THE DATA:
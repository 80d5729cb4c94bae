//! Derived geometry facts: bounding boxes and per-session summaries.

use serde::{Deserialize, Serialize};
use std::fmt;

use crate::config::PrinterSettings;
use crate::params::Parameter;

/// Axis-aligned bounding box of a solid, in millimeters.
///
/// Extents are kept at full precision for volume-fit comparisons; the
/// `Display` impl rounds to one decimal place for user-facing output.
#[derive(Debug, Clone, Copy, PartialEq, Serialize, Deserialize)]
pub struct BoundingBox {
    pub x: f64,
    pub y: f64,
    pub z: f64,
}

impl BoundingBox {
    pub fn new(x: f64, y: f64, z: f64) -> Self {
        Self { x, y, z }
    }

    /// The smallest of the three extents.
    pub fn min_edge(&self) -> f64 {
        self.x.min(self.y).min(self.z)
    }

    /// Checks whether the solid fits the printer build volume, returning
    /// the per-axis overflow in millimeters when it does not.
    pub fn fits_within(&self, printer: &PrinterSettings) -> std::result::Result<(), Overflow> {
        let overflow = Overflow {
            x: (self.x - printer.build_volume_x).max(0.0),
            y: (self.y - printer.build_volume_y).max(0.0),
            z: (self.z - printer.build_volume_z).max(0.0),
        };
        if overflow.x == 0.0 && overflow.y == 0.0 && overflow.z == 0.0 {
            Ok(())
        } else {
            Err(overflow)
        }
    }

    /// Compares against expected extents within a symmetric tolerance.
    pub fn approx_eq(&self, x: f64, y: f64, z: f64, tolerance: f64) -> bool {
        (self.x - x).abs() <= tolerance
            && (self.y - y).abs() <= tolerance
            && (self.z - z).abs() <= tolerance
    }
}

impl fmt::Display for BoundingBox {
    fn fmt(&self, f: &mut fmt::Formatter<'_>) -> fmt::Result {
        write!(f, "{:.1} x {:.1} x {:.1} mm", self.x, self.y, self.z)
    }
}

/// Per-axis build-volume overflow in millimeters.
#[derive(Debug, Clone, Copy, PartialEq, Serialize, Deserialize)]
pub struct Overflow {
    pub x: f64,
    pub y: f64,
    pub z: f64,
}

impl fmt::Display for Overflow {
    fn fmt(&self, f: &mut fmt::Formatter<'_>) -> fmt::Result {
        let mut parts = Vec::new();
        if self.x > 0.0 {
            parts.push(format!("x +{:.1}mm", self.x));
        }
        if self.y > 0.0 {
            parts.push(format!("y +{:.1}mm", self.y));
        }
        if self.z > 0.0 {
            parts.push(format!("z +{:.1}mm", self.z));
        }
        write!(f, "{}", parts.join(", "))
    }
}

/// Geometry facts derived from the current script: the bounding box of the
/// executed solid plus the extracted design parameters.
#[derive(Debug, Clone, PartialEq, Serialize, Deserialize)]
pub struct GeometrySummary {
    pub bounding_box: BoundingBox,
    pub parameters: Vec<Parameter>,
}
* * *
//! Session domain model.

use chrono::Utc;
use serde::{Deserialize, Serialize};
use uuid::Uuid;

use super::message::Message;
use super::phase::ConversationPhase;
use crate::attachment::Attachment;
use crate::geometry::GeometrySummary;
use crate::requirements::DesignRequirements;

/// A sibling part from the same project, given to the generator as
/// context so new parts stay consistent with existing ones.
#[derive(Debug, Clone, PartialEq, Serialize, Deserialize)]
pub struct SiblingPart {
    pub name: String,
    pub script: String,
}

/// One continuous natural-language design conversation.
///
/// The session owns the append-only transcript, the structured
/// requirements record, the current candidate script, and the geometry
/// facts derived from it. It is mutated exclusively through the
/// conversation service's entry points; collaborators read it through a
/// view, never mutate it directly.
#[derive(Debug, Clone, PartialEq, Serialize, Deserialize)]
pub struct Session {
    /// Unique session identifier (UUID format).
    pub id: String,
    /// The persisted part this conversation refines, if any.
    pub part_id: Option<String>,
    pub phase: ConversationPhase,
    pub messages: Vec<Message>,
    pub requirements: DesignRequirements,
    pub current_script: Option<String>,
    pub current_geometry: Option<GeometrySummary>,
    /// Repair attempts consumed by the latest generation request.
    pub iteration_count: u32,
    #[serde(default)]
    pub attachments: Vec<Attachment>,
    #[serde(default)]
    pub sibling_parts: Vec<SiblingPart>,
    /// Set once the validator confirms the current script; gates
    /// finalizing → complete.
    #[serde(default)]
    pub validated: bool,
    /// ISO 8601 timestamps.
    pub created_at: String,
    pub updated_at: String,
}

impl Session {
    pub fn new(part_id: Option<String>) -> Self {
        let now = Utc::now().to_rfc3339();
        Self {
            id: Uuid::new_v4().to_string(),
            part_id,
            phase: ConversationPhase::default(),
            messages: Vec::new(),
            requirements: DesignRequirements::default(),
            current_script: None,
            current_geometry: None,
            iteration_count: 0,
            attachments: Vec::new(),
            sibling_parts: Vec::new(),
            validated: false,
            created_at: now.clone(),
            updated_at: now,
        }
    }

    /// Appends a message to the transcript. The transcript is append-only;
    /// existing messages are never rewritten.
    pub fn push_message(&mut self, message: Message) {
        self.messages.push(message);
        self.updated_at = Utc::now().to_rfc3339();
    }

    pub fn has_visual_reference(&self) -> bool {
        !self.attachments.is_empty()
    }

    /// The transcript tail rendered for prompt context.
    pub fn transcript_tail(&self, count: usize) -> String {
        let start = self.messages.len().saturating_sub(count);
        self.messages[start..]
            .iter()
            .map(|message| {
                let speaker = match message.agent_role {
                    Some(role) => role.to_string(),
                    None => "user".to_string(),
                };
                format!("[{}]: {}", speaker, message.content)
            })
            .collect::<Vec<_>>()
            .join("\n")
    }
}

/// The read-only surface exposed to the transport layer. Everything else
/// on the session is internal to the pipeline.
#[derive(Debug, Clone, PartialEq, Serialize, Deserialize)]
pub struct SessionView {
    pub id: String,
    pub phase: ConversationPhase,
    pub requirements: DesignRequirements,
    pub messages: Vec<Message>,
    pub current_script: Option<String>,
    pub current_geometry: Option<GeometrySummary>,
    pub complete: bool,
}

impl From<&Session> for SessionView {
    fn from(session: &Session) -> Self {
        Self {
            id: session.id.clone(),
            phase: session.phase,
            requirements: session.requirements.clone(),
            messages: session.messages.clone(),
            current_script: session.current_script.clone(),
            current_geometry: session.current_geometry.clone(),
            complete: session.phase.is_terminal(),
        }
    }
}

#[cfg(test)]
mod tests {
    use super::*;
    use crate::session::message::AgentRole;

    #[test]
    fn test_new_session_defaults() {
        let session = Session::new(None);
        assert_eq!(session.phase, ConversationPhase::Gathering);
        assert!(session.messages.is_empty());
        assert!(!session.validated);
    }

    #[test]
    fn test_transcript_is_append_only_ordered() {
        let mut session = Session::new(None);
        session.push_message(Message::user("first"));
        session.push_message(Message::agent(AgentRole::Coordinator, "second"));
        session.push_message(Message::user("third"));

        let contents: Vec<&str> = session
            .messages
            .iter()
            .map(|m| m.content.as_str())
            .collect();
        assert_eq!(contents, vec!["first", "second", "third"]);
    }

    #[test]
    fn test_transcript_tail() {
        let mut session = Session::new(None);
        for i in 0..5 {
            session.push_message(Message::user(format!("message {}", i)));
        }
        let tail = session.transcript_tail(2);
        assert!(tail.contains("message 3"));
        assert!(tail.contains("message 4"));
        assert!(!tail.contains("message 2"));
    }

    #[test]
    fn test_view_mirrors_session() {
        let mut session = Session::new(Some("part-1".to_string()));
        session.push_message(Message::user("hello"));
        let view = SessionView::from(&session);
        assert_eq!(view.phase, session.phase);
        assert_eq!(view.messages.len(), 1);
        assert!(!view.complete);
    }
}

PROBLEM:
Your answer must consist solely of the lines above between the line holding "repository 80d5729cb4c94bae" and the line holding "self.x.min(self.y).min(self.z)", inclusive, copied exactly.

EXERCISE SOLUTION:
repository 80d5729cb4c94bae
//! Derived geometry facts: bounding boxes and per-session summaries.

use serde::{Deserialize, Serialize};
use std::fmt;

use crate::config::PrinterSettings;
use crate::params::Parameter;

/// Axis-aligned bounding box of a solid, in millimeters.
///
/// Extents are kept at full precision for volume-fit comparisons; the
/// `Display` impl rounds to one decimal place for user-facing output.
#[derive(Debug, Clone, Copy, PartialEq, Serialize, Deserialize)]
pub struct BoundingBox {
    pub x: f64,
    pub y: f64,
    pub z: f64,
}

impl BoundingBox {
    pub fn new(x: f64, y: f64, z: f64) -> Self {
        Self { x, y, z }
    }

    /// The smallest of the three extents.
    pub fn min_edge(&self) -> f64 {
        self.x.min(self.y).min(self.z)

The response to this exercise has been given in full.